Lawless Nation

With Liberty and Justice for Some, Glenn Greenwald, 2011

Federalist Authors Madison, Hamilton, Jay

Greenwald begins with a look at the founding fathers grappling with the question of how to constrain the absolute power of a monarch by creating a system, as Thomas Payne, noted, where the King is law. John Adams said in 1776; “The very definition of a republic is ‘an empire of laws, and not of men’…Good government is an empire of laws.” Payne and Franklin noted that the law must be equally applied to everyone, poor and rich, weak and strong, powerless and powerful. Hamilton in Federalist paper 71 noted that the president must be subordinate to the laws, and Madison in Federalist paper 57 emphasized that law must be applied equally to the politically elite. If not government will degenerate into tyranny. Washington as president declared that there would never be immunity for wrongdoing by high government while he was president; “The executive branch of this government never has, nor will suffer, while I preside, any improper conduct of its officers to escape with impunity.” Then in Marbury vs Madison in 1803, the Supreme Court clarified the roles of the three branches of government; Congress enacts laws, the president executes them, and the courts say what the law is. The court ruled that the executive branch had the duty to enforce the law on all citizens including high level officials of the executive branch itself. So what happened.

Nixon Suffered Enough

According to Greenwald, Gerald Ford Pardoned Richard Nixon in 1974, Nixon declared in an 1977 interview with David Frost that; “When the president does it, that means it is not illegal.”, the FBI wiretapper of Martin Luther King, Mark Felt (Deep Throat) was pardoned by Reagan in 1981, and Bush 41 pardoned Caspar Weinberger and stopped further prosecutions and investigations of Iran Contra crimes that would have implicated both himself and Reagan in 1992 after Bush had already lost election to Clinton, and Bush 43 commuted the conviction of Scooter Libby in 2007. Clearly the law no longer applies to high level government officials since 1974.

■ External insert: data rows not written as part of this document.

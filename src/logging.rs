//! Logging initialisation for hostler.
//!
//! Stderr output is always enabled, filtered by `RUST_LOG` (default `info`).
//! When the `HOSTLER_LOG` environment variable is set to `1`, structured logs
//! are additionally written to `hostler.log` inside the working directory.
//!
//! Returns a guard that must be kept alive for the duration of the process so
//! that buffered log lines are flushed on exit.

use std::path::Path;

use tracing_subscriber::{EnvFilter, fmt, layer::SubscriberExt, util::SubscriberInitExt};

pub struct LogGuard {
    _file_guard: Option<tracing_appender::non_blocking::WorkerGuard>,
}

/// Initialise the global tracing subscriber.
///
/// Call once from `main`, store the returned `LogGuard` in a local variable
/// for the duration of the process.
pub fn init(workdir: &Path) -> LogGuard {
    let env_filter = || EnvFilter::try_from_default_env().unwrap_or_else(|_| EnvFilter::new("info"));

    let file_guard = if std::env::var("HOSTLER_LOG").as_deref() == Ok("1") {
        let _ = std::fs::create_dir_all(workdir);
        let file_appender = tracing_appender::rolling::never(workdir, "hostler.log");
        let (non_blocking, guard) = tracing_appender::non_blocking(file_appender);

        let file_layer = fmt::layer().with_writer(non_blocking).with_ansi(false);

        tracing_subscriber::registry()
            .with(env_filter())
            .with(fmt::layer().with_writer(std::io::stderr))
            .with(file_layer)
            .init();

        Some(guard)
    } else {
        tracing_subscriber::registry()
            .with(env_filter())
            .with(fmt::layer().with_writer(std::io::stderr))
            .init();

        None
    };

    LogGuard {
        _file_guard: file_guard,
    }
}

Then in 2005 it was revealed that the Telecoms had been cooperating with the administration in illegal wiretaps of American citizens. As court cases proceeded, the Telecoms put in an extraordinary lobbying effort to get Congress to enact a law giving them retroactive immunity from prosecution for this illegal activity. Obama promised a filibuster to defeat the wildly unpopular law, then instead voted to prevent a filibuster and voted for the law which passed overwhelmingly in the face of widespread public outrage and protest. Encouraged by this bizarre retroactive law, the banks in 2010 sought and got a retroactive law to protect them from their fraudulent foreclosure activities and bring to a stop the massive lawsuits that were moving through the courts.

Obama look forward not backward

Greenwald then explores the extraordinary efforts taken by Obama to thwart and prevent any investigations of illegality by Bush 41 and his administration. Some have come to light in the Wikileaks releases such as the pressure on Spain to stop prosecutions of torturers. A result is that both W and Cheney have publicly confessed to ordering torture. Obama’s actions amount to illegal interference and coverups making him and his administration accomplices in the crimes themselves. These actions pale compared to his torture of Bradley Manning on US soil, his assassinations and hit lists and other illegal activity.

Thomas Drake Get That Guy

At the same time Obama has used extreme effort to prosecute whistle-blowers such as NSA whistle-blower Thomas Drake who exposed serious waste, abuse, and possible illegality at NSA. Obama has also moved against whistle-blower Shamai Leibowitz, an FBI linguist who leaked illegal activity and who was sentenced to a prison term even though the judge sentencing him was not allowed to know the nature and content of the leaks or how the leaks might impact national security. The pinnacle of this terrible legacy of suppression is the pursuit of Wikileaks and its founder Julian Assange. The administration has driven the organization into hibernation through illegal cyber attacks and illegal banking restrictions.

Of course the Obama administration has prosecuted no one for the massive fraud leading to the financial meltdown of 2008. Obama again falls back on the weak “lets look forward” explanation while we all know the illegal behavior is being repeated right now with no change. The next financial crisis is inevitable.

But while the law no longer applies to government and private elites, laws continue to be applied in ever more draconian ways to the poor and dispossessed. The US can now boast that 25% of all the worlds prisoners are held in American jails, a depressing number of them for minor offenses like marijuana possession. When the Obama administration bailed out AIG, it make sure that 100% of CDS obligations to Goldman would be paid by the taxpayers while simultaneously requiring that auto bailout worker take drastic cuts in pay, benefits, and retirement. No executive bonus or pay was ever restricted or limited by Obama.

Greenwald concludes by showing how this two tier system of law and justice has allowed a massive redistribution of wealth to the top 1%. Does he have any remedies or suggestions about how to fix this mess? No. O’Bummer!